Depending on the nature of the case, courts can reconsider limited liabilities by holding shareholders, leaders, and directors personally liable for their organizations’ debts, actions, and errors. The judges involved will have to identify specific factors to determine when to pierce the corporate veil. Some of them include engagement in fraud, failure to adhere to corporate rules and formalities, and inappropriate actions that result in the issue in question (Studdert and Mello 431). This aspect explains why small facilities have higher chances of becoming vulnerable to such a judicial process.

Analysis

The above section has outlined the major legal provisions governing the performance of healthcare facilities. When the managers and workers in such organizations fail to complete their duties diligently, the chances of being sued increase significantly. According to the nature of this case, it is agreeable that Jenny Jones is aware that the alarm responsible for preventing a fall was not working. In the case of Happy Acres, those who were required to protect patients failed to complete their duties professionally. They ignored the air conditioning system by not repairing it immediately (Kabour 60). A series of events in the facility created a scenario that resulted in the fall of Jones’ mother.
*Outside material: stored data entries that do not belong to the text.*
use std::path::Path;
use std::sync::{Arc, RwLock};

use indexmap::IndexMap;
use log::{debug, info, warn};

use crate::error::{EngineError, Result};

use super::query::Predicate;
use super::row::Row;
use super::storage::SnapshotStore;
use super::table::Table;
use super::value::Value;

/// A [`Database`] handle that can be shared between threads.
///
/// Mutations take the write lock, so they are serialized and a reader can
/// never observe a table halfway through an update.
pub type SharedDatabase = Arc<RwLock<Database>>;

/// The collective of multiple [`Table`] objects.
///
/// This is the smart class that does all the needed work of looking tables up,
/// handing rows to them and saving the result. [`Table`] is the dumb class that
/// only knows how to verify a row and feed it into itself.
///
/// A database opened with [`Database::open`] is durable: every successful
/// mutation rewrites its snapshot before returning. If that write fails the
/// mutation is rolled back, so memory never runs ahead of the disk. A
/// database made with [`Database::new`] lives in memory only.
#[derive(Debug)]
pub struct Database {
    name: String,
    tables: IndexMap<String, Table>,
    store: Option<SnapshotStore>,
}

impl Database {
    pub fn new(name: &str) -> Database {
        //! Create a new in-memory database with no tables.

        Database {
            name: name.to_string(),
            tables: IndexMap::new(),
            store: None,
        }
    }

    pub fn open(name: &str, data_dir: impl AsRef<Path>) -> Result<Database> {
        //! Open the database `name` stored under `data_dir`, restoring its
        //! last snapshot. A database that was never saved starts empty.

        let store = SnapshotStore::new(data_dir, name)?;
        let tables = store.load(name)?;

        match &tables {
            Some(tables) => info!(
                "opened database {} with {} table(s) from {}",
                name,
                tables.len(),
                store.path().display()
            ),
            None => info!(
                "created database {} at {}",
                name,
                store.path().display()
            ),
        }

        Ok(Database {
            name: name.to_string(),
            tables: tables.unwrap_or_default(),
            store: Some(store),
        })
    }

    pub fn shared(self) -> SharedDatabase {
        Arc::new(RwLock::new(self))
    }

    pub fn name(&self) -> &str {
        &self.name
    }

    pub fn path(&self) -> Option<&Path> {
        self.store.as_ref().map(SnapshotStore::path)
    }

    fn flush(&self) -> Result<()> {
        if let Some(store) = &self.store {
            store.save(&self.name, &self.tables)?;
        }
        Ok(())
    }

    pub fn create_table<S: AsRef<str>>(
        &mut self,
        name: &str,
        columns: &[(S, S)],
        primary_key: &str,
    ) -> Result<()> {
        //! Create an empty [`Table`] and save the database.
        //!
        //! A table with the same name is replaced, rows and all.

        let table = Table::new(name, columns, primary_key)?;
        let previous = self.tables.insert(name.to_string(), table);

        if previous.is_some() {
            warn!("table {} already existed and was replaced", name);
        }

        if let Err(error) = self.flush() {
            warn!("rolling back creation of table {}: {}", name, error);
            match previous {
                Some(table) => {
                    self.tables.insert(name.to_string(), table);
                }
                None => {
                    self.tables.shift_remove(name);
                }
            }
            return Err(error);
        }

        info!("created table {} in {}", name, self.name);
        Ok(())
    }

    fn mutate<T, F>(&mut self, table_name: &str, operation: F) -> Result<T>
    where
        F: FnOnce(&mut Table) -> Result<T>,
    {
        //! Run `operation` on the table, then save.
        //!
        //! Table operations leave the table untouched when they fail, so only
        //! a failed save needs undoing; the table is restored from a copy
        //! taken beforehand.

        let durable = self.store.is_some();
        let table = self
            .tables
            .get_mut(table_name)
            .ok_or_else(|| EngineError::TableNotFound(table_name.to_string()))?;
        let backup = durable.then(|| table.clone());

        let output = operation(table)?;

        if let Err(error) = self.flush() {
            warn!("rolling back change to table {}: {}", table_name, error);
            if let Some(backup) = backup {
                self.tables.insert(table_name.to_string(), backup);
            }
            return Err(error);
        }

        Ok(output)
    }

    pub fn add_row(&mut self, table_name: &str, row: Row) -> Result<()> {
        //! Insert `row` into the table. Nothing is saved if the row is rejected.

        self.mutate(table_name, |table| table.insert(row))
    }

    pub fn update_row(&mut self, table_name: &str, id: &Value, updates: Row) -> Result<()> {
        //! Update the row whose primary key is `id`.
        //!
        //! The primary key itself is never updated; such an entry in `updates`
        //! is ignored.

        self.mutate(table_name, |table| table.update(id, &updates))
    }

    pub fn delete_row(&mut self, table_name: &str, id: &Value) -> Result<Row> {
        //! Delete the row whose primary key is `id`.
        //!
        //! Returns the deleted row.

        self.mutate(table_name, |table| table.delete(id))
    }

    pub fn get_rows(
        &self,
        table_name: &str,
        filters: &[Predicate],
        sort_by: Option<&str>,
        descending: bool,
    ) -> Result<Vec<Row>> {
        //! Rows of the table matching all `filters`, optionally sorted by one
        //! column. Without `sort_by` the rows come back in insertion order.

        let rows = self
            .table(table_name)?
            .reader()
            .filter(filters)?
            .sort(sort_by, descending)?
            .scan();

        debug!("read {} row(s) from {}", rows.len(), table_name);
        Ok(rows)
    }

    pub fn table(&self, table_name: &str) -> Result<&Table> {
        self.tables
            .get(table_name)
            .ok_or_else(|| EngineError::TableNotFound(table_name.to_string()))
    }

    pub fn table_names(&self) -> Vec<String> {
        self.tables.keys().cloned().collect()
    }

    pub fn contains_table(&self, table_name: &str) -> bool {
        self.tables.contains_key(table_name)
    }
}

impl PartialEq for Database {
    fn eq(&self, other: &Self) -> bool {
        self.name == other.name && self.tables == other.tables
    }
}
The four elements of negligence apply to this case. First, the facility and all the workers had a responsibility to protect the targeted patients. Second, those in charge of the alarm and air conditioning systems breached the outlined corporate formalities for protecting all stakeholders (Kabour 61). Third, these malpractices created the circumstances that led to the unexpected death of Jones’ mother. Fourth, the court would argue and agree that there was negligence at the facility.

The concept of piercing the corporate veil would be applicable in such a situation since the two facilities have the potential to raise the requested amount. The court will also observe that Happy Acres had failed to follow the required provisions, safety standards, and guidelines to meet the demands of all patients (Studdert and Mello 429). This kind of malpractice explains why Jones’ mother slipped and broke her hip and got a concussion. The serious injury led to her untimely death. Since the liability has been set at only 1 million US dollars, the court would have adequate information to make its final decision.

Conclusion

The application of the selected legal principles and facts reveal that the leaders at Happy Acres failed to follow the outlined guidelines for protecting patients. While the institution’s insurance cover will only cover each incident up to the amount of 1 million US dollars, the court will find a reason to pierce the corporate veil to compel the owner to provide the requested 5 million US dollars. In conclusion, Jones will be in a position to recover the intended compensation from Greco by piercing the corporate veil.

Works Cited

Jimerson & Cobb P.A. “The Five Most Common Ways to Pierce the Corporate Veil and Impose Personal Liability for Corporate Debts.” Lexology, 2016. Web.

Kabour, Reem. “Revisiting the Inhibited Doctrine of Piercing the Corporate Veil in English Company Law.” The King’s Student Law Review, vol. 9, no. 2, 2019, pp. 59-73.

Studdert, David M., and Michelle M. Mello. “In From the Cold? Law’s Evolving Role in Patient Safety.” DePaul Law Review, vol. 68, no. 2, 2019, pp. 421-458.